Juil 9, 2025 - 16:48
Entre la France et le Royaume-Uni, les limites de la coopération militaire
Emmanuel et Brigitte Macron, avec le premier ministre britannique, Keir Starmer, et son épouse, Victoria, à Londres, le 8 juillet 2025. CARLOS JASSO / AFP

Même si la visite d’Etat du président de la République, Emmanuel Macron, à Londres, qui a débuté le 8 juillet et s’achève le 10, prévoit d’aborder les enjeux environnementaux, culturels et migratoires, elle comporte surtout une importante dimension militaire. Le ministre des armées, Sébastien Lecornu, accompagne le chef de l’Etat sur l’ensemble de ce déplacement, et la visite doit se terminer par des annonces, jeudi, sur la base militaire de Northwood, au nord de la capitale britannique, qui héberge l’une des principales bases de l’Organisation du traité de l’Atlantique Nord (OTAN), le commandement militaire dévolu aux opérations maritimes.

Cette volonté de renouveler les liens militaires demeure toutefois un défi, même si, sur le plan opérationnel, les états-majors partagent une forte culture commune de l’engagement (Afghanistan, Irak pour les Britanniques, Sahel pour les Français) et se respectent.

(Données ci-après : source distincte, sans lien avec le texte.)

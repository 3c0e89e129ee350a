// Copyright 2025 the Slicechart Authors
// SPDX-License-Identifier: Apache-2.0 OR MIT

//! Error types for rendering.

use alloc::string::String;

use thiserror::Error;

/// A dataset that cannot be rendered.
#[derive(Clone, Debug, PartialEq, Eq, Error)]
pub enum DatasetError {
    /// There are no series at all.
    #[error("dataset has no series")]
    Empty,
    /// Series exist but none of them has a point, so there is no value domain.
    #[error("dataset has no points in any series")]
    NoPoints,
    /// A point value is NaN or infinite.
    #[error("series `{series}` point {index} has a non-finite value")]
    NonFiniteValue {
        /// Key of the offending series.
        series: String,
        /// Index of the offending point within that series.
        index: usize,
    },
}

/// A number-format specifier that could not be parsed.
#[derive(Clone, Debug, PartialEq, Eq, Error)]
#[error("invalid number format `{spec}`: {reason}")]
pub struct FormatError {
    /// The specifier as given.
    pub spec: String,
    /// What was wrong with it.
    pub reason: &'static str,
}

/// Any failure from a chart renderer.
#[derive(Clone, Debug, PartialEq, Error)]
pub enum RenderError {
    /// Input data failed validation.
    #[error("invalid dataset: {0}")]
    InvalidDataset(#[from] DatasetError),
    /// The vertical axis format could not be parsed.
    #[error(transparent)]
    InvalidFormat(#[from] FormatError),
    /// After reserving padding and bands, nothing is left to plot into.
    #[error("surface leaves no plot area ({width} x {height})")]
    DegenerateLayout {
        /// Computed plot width.
        width: f64,
        /// Computed plot height.
        height: f64,
    },
    /// No renderer is registered under this chart type.
    #[error("unknown chart type `{0}`")]
    UnknownChart(String),
    /// No palette is registered under this scheme id.
    #[error("unknown color scheme `{0}`")]
    UnknownColorScheme(String),
}
// Copyright 2025 the Slicechart Authors
// SPDX-License-Identifier: Apache-2.0 OR MIT

//! Text measurement for chart layout.
//!
//! Legend packing and axis sizing need the extent of rendered text before the
//! final positions are known. Glyph shaping belongs to whatever surface draws
//! the chart, so layout code only talks to the [`TextMeasurer`] trait and the
//! surface (or a test) supplies the implementation.
//!
//! The crate is `no_std` and allocation-free apart from owned family names.

#![no_std]

extern crate alloc;

use alloc::string::String;
use alloc::sync::Arc;

/// Measures a single line of text.
///
/// Implementations range from the built-in [`HeuristicTextMeasurer`] to
/// adapters over a real shaping engine or a browser canvas.
pub trait TextMeasurer {
    /// Measure `text` as one line; anything after the first `\n` is ignored by
    /// well-behaved implementations.
    fn measure(&self, text: &str, style: &TextStyle) -> TextMetrics;

    /// Convenience for the advance width alone.
    fn width(&self, text: &str, style: &TextStyle) -> f64 {
        self.measure(text, style).advance_width
    }
}

impl<T: TextMeasurer + ?Sized> TextMeasurer for &T {
    fn measure(&self, text: &str, style: &TextStyle) -> TextMetrics {
        (**self).measure(text, style)
    }
}

/// Font inputs that influence measured extents.
#[derive(Clone, Debug, PartialEq)]
pub struct TextStyle {
    /// Font size in surface units (pixels for SVG).
    pub font_size: f64,
    /// Requested family.
    pub font_family: FontFamily,
    /// CSS-style weight.
    pub font_weight: FontWeight,
}

impl TextStyle {
    /// A sans-serif, normal-weight style at `font_size`.
    #[must_use]
    pub fn new(font_size: f64) -> Self {
        Self {
            font_size,
            font_family: FontFamily::SansSerif,
            font_weight: FontWeight::NORMAL,
        }
    }

    /// Returns a copy with the given weight.
    #[must_use]
    pub fn with_weight(mut self, weight: FontWeight) -> Self {
        self.font_weight = weight;
        self
    }
}

impl Default for TextStyle {
    fn default() -> Self {
        Self::new(12.0)
    }
}

/// Font family selection.
#[derive(Clone, Debug, PartialEq, Eq, Hash)]
pub enum FontFamily {
    /// CSS `sans-serif`.
    SansSerif,
    /// CSS `monospace`.
    Monospace,
    /// A named family such as `"Helvetica Neue"`.
    Named(Arc<str>),
}

impl FontFamily {
    /// The family as written in an SVG `font-family` attribute.
    #[must_use]
    pub fn as_css_family(&self) -> &str {
        match self {
            Self::SansSerif => "sans-serif",
            Self::Monospace => "monospace",
            Self::Named(name) => name,
        }
    }
}

/// CSS-style font weight.
#[derive(Clone, Copy, Debug, PartialEq, Eq, Hash, PartialOrd, Ord)]
pub struct FontWeight(pub u16);

impl FontWeight {
    /// `400`.
    pub const NORMAL: Self = Self(400);
    /// `700`.
    pub const BOLD: Self = Self(700);
}

/// Extents of one measured line.
#[derive(Clone, Copy, Debug, Default, PartialEq)]
pub struct TextMetrics {
    /// Horizontal advance of the whole line.
    pub advance_width: f64,
    /// Baseline to top of typical glyphs.
    pub ascent: f64,
    /// Baseline to bottom of typical glyphs.
    pub descent: f64,
    /// Extra spacing beyond ascent and descent.
    pub leading: f64,
}

impl TextMetrics {
    /// `ascent + descent + leading`.
    #[must_use]
    pub fn line_height(&self) -> f64 {
        self.ascent + self.descent + self.leading
    }
}

/// Font-free estimate: every glyph advances 0.6em, ascent 0.8em, descent 0.2em.
///
/// Bold text is widened by ten percent and monospace uses the same advance as
/// sans-serif. Good enough for deterministic layout in tests and headless
/// rendering where no font database is available.
#[derive(Clone, Copy, Debug, Default)]
pub struct HeuristicTextMeasurer;

impl TextMeasurer for HeuristicTextMeasurer {
    fn measure(&self, text: &str, style: &TextStyle) -> TextMetrics {
        let line = text.split('\n').next().unwrap_or("");
        let weight_factor = if style.font_weight >= FontWeight::BOLD {
            1.1
        } else {
            1.0
        };
        TextMetrics {
            advance_width: 0.6 * weight_factor * style.font_size * line.chars().count() as f64,
            ascent: 0.8 * style.font_size,
            descent: 0.2 * style.font_size,
            leading: 0.0,
        }
    }
}

/// Shortens `text` with a trailing `…` until it measures at most `max_width`.
///
/// Returns the text unchanged when it already fits. If not even the ellipsis
/// fits, the ellipsis alone is returned.
pub fn truncate_to_width(
    measurer: &dyn TextMeasurer,
    text: &str,
    style: &TextStyle,
    max_width: f64,
) -> String {
    if measurer.width(text, style) <= max_width {
        return String::from(text);
    }
    let chars: alloc::vec::Vec<char> = text.chars().collect();
    let mut keep = chars.len();
    while keep > 0 {
        keep -= 1;
        let mut candidate: String = chars[..keep].iter().collect();
        candidate.push('\u{2026}');
        if measurer.width(&candidate, style) <= max_width {
            return candidate;
        }
    }
    String::from("\u{2026}")
}

#[cfg(test)]
mod tests {
    extern crate std;

    use super::*;

    #[test]
    fn heuristic_width_scales_with_length_and_size() {
        let m = HeuristicTextMeasurer;
        let a = m.measure("abcd", &TextStyle::new(10.0));
        assert!((a.advance_width - 24.0).abs() < 1e-9);
        assert!((a.line_height() - 10.0).abs() < 1e-9);

        let bold = m.measure("abcd", &TextStyle::new(10.0).with_weight(FontWeight::BOLD));
        assert!(bold.advance_width > a.advance_width);
    }

    #[test]
    fn heuristic_ignores_text_after_newline() {
        let m = HeuristicTextMeasurer;
        let style = TextStyle::new(10.0);
        assert_eq!(m.width("ab\ncdef", &style), m.width("ab", &style));
    }

    #[test]
    fn truncate_keeps_fitting_text() {
        let m = HeuristicTextMeasurer;
        let style = TextStyle::new(10.0);
        assert_eq!(truncate_to_width(&m, "abc", &style, 100.0), "abc");
    }

    #[test]
    fn truncate_appends_ellipsis_and_fits() {
        let m = HeuristicTextMeasurer;
        let style = TextStyle::new(10.0);
        // 6px per glyph: four glyphs (three letters + ellipsis) fit in 24px.
        let out = truncate_to_width(&m, "abcdefgh", &style, 24.0);
        assert_eq!(out, "abc\u{2026}");
        assert!(m.width(&out, &style) <= 24.0);
    }

    #[test]
    fn truncate_degrades_to_bare_ellipsis() {
        let m = HeuristicTextMeasurer;
        let style = TextStyle::new(10.0);
        assert_eq!(truncate_to_width(&m, "abcdef", &style, 1.0), "\u{2026}");
    }
}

Le souhait des deux pays d’afficher la robustesse de leur tandem face aux défis renouvelés de la défense du Vieux Continent, passera par l’organisation, jeudi, d’une réunion de la « coalition des volontaires », ce groupe d’une trentaine de pays prêts à déployer des moyens militaires en Ukraine, en cas de cessez-le-feu. Mais les options d’approfondissement de la coopération de défense apparaissent aujourd’hui limitées, y compris sur l’aide à l’Ukraine.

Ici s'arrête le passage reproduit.